Install this package by running the following in the console.
install.packages("tidyverse")
install.packages("ggdag")
Now that the necessary package is installed, you should be able to Render your document and see the results.
If you’d like to run your code in the Console as well you’ll also need to load the package there. To do so, run the following in the console.
library(tidyverse)
library(ggdag)
Note that the package is also loaded with the same commands in your R Markdown document.
Warm up
Before we introduce the data, let’s warm up with some simple exercises.
The top portion of your R Markdown file (between the three dashed lines) is called YAML. It stands for “YAML Ain’t Markup Language”. It is a human friendly data serialization standard for all programming languages. All you need to know is that this area is called the YAML (we will refer to it as such) and that it contains meta information about your document.
YAML:
Open the Quarto (qmd) file in your project, change the author name to your name, and Render the document.
Commiting changes:
Then Go to the Git pane in your RStudio.
If you have made changes to your qmd file, you should see it listed here. Click on it to select it in this list and then click on Diff. This shows you the difference between the last committed state of the document and its current state that includes your changes. If you’re happy with these changes, write “Update author name” in the Commit message box and hit Commit.
You don’t have to commit after every change, this would get quite cumbersome. You should consider committing states that are meaningful to you for inspection, comparison, or restoration. In the first few assignments we will tell you exactly when to commit and in some cases, what commit message to use. As the semester progresses we will let you make these decisions.
Pushing changes:
Now that you have made an update and committed this change, it’s time to push these changes to the web! Or more specifically, to your repo on GitHub. Why? So that others can see your changes. And by others, I mean me (your repos in this course are private to you and me, only).
In order to push your changes to GitHub, click on Push.
Exercises
You are interested in the relationship between whether a customer had a good experience with customer service and how much they spent at your store.
To start, add formulas below to identify factors that make someone more/less likely to have had a good experience with customer service, more/less likely to spend money at your store, or any additional relationships between variables present.
Using the ggdag package, draw a causal diagram for the relationships described in the previous exercise.
Determine the adjustment set(s) based on the causal diagram you drew in the previous exercise.

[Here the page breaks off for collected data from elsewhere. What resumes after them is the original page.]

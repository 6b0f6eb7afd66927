//! Support to download from S3-compatible object storage.

use std::fmt;
use std::sync::Arc;

use aws_config::Region;
use aws_credential_types::Credentials;
use aws_sdk_s3::Client;
use aws_sdk_s3::error::{ProvideErrorMetadata, SdkError};
pub use aws_sdk_s3::Error as S3Error;
use mediagate_sources::{ObjectKey, ObjectStoreSourceConfig, ObjectStoreSourceKey};
use tokio::fs::File;
use tokio::io::AsyncWriteExt;

use crate::caching::{CacheEntry, CacheError};

/// One cached client per bucket credential set.
type ClientCache = moka::future::Cache<Arc<ObjectStoreSourceKey>, Arc<Client>>;

/// How many distinct bucket clients to keep around.
const CLIENT_CAPACITY: u64 = 100;

/// Downloader implementation that supports S3-compatible object stores.
pub struct ObjectStoreDownloader {
    client_cache: ClientCache,
}

impl fmt::Debug for ObjectStoreDownloader {
    fn fmt(&self, f: &mut fmt::Formatter<'_>) -> fmt::Result {
        f.debug_struct("ObjectStoreDownloader").finish()
    }
}

impl ObjectStoreDownloader {
    pub fn new() -> Self {
        Self {
            client_cache: ClientCache::new(CLIENT_CAPACITY),
        }
    }

    async fn get_client(&self, key: &Arc<ObjectStoreSourceKey>) -> Arc<Client> {
        let init = Box::pin(async {
            let credentials =
                Credentials::from_keys(key.access_key.clone(), key.secret_key.clone(), None);
            let mut config_loader = aws_config::from_env()
                .credentials_provider(credentials)
                .region(Region::new(key.region.clone()));

            if let Some(endpoint) = &key.endpoint {
                config_loader = config_loader.endpoint_url(endpoint.as_str());
            }

            let config = config_loader.load().await;
            Arc::new(Client::new(&config))
        });

        self.client_cache
            .entry_by_ref(key)
            .or_insert_with(init)
            .await
            .into_value()
    }

    /// Downloads an object hosted on an S3-compatible bucket.
    pub async fn download_source(
        &self,
        source: &ObjectStoreSourceConfig,
        key: &ObjectKey,
        destination: &mut File,
    ) -> CacheEntry {
        let object_path = source.object_path(key);
        let bucket = &source.bucket;
        tracing::debug!("Fetching from object store: {} (from {})", object_path, bucket);

        let client = self.get_client(&source.source_key).await;
        let request = client.get_object().bucket(bucket).key(&object_path).send();

        let response = match request.await {
            Ok(response) => response,
            Err(err) => {
                tracing::debug!(
                    "Skipping response from s3://{}/{}: {}",
                    bucket,
                    object_path,
                    err
                );

                // Check specific error variants first, then fall back to the
                // generic `S3Error` that internally converts things around.
                if let SdkError::ServiceError(service_err) = &err {
                    // Errors and status codes are explained here:
                    // <https://docs.aws.amazon.com/AmazonS3/latest/API/ErrorResponses.html#ErrorCodeList>
                    let status = service_err.raw().status();
                    let code = service_err.err().code();

                    if matches!(status.as_u16(), 401 | 403)
                        || code == Some("AuthorizationHeaderMalformed")
                    {
                        let details = service_err.err().message().unwrap_or_default().to_string();
                        return Err(CacheError::PermissionDenied(details));
                    }
                }

                let err = S3Error::from(err);
                return match &err {
                    S3Error::NoSuchBucket(_) | S3Error::NoSuchKey(_) | S3Error::NotFound(_) => {
                        Err(CacheError::NotFound)
                    }
                    _ if matches!(err.code(), Some("NoSuchBucket" | "NoSuchKey" | "NotFound")) => {
                        Err(CacheError::NotFound)
                    }
                    _ => {
                        tracing::debug!(
                            error = &err as &dyn std::error::Error,
                            "object store request failed: {:?}",
                            err.code(),
                        );
                        Err(CacheError::DownloadError(err.to_string()))
                    }
                };
            }
        };

        let mut body = response.body;
        while let Some(chunk) = body
            .try_next()
            .await
            .map_err(|err| CacheError::download_error(&err))?
        {
            destination.write_all(&chunk).await?;
        }

        Ok(())
    }
}

#[cfg(test)]
mod tests {
    use super::*;

    use mediagate_sources::SourceId;

    #[tokio::test]
    async fn test_unreachable_endpoint() {
        mediagate_test::setup();

        let source = ObjectStoreSourceConfig {
            id: SourceId::new("broken"),
            bucket: "mediagate-test".to_owned(),
            prefix: String::new(),
            source_key: Arc::new(ObjectStoreSourceKey {
                region: "auto".to_owned(),
                // nothing listens here, the request must fail locally
                endpoint: Some("http://127.0.0.1:9".parse().unwrap()),
                access_key: "key".to_owned(),
                secret_key: "secret".to_owned(),
            }),
        };

        let downloader = ObjectStoreDownloader::new();
        let tempdir = mediagate_test::tempdir();
        let target_path = tempdir.path().join("myfile");

        let key = ObjectKey::new("does-not-exist.bin").unwrap();
        let mut destination = tokio::fs::File::create(&target_path).await.unwrap();
        let download_status = downloader
            .download_source(&source, &key, &mut destination)
            .await;

        assert!(download_status.is_err());
    }
}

You have been given a data set with 1,265 observations that includes information about your customers. The exposure of interest is
satistified_customer_service
and the outcome of interest isnext_spend
. Read this data into your .qmd file by copying the following code.
library(tidyverse)
<- read_csv("customer_satisfaction.csv") customer_data
- Run the following code to “glimpse” at the data. What variables are there? Match the variables with any you included in your causal diagram and set the rest as “latent”.
glimpse(customer_data)
Based on the available variables, determine your adjustment set. Fit a propensity score model adjusting for these variables.
Use the
augment
function to add the propensity score to your data frame.Examine the distribution of propensity score between the two groups. Create a plot to show this. Make sure your plot is “presentation ready” (axis labels, clear legend description or labels to describe histograms, if histograms overlap too much make sure to mirror them, etc.) What do you notice? Describe the plot.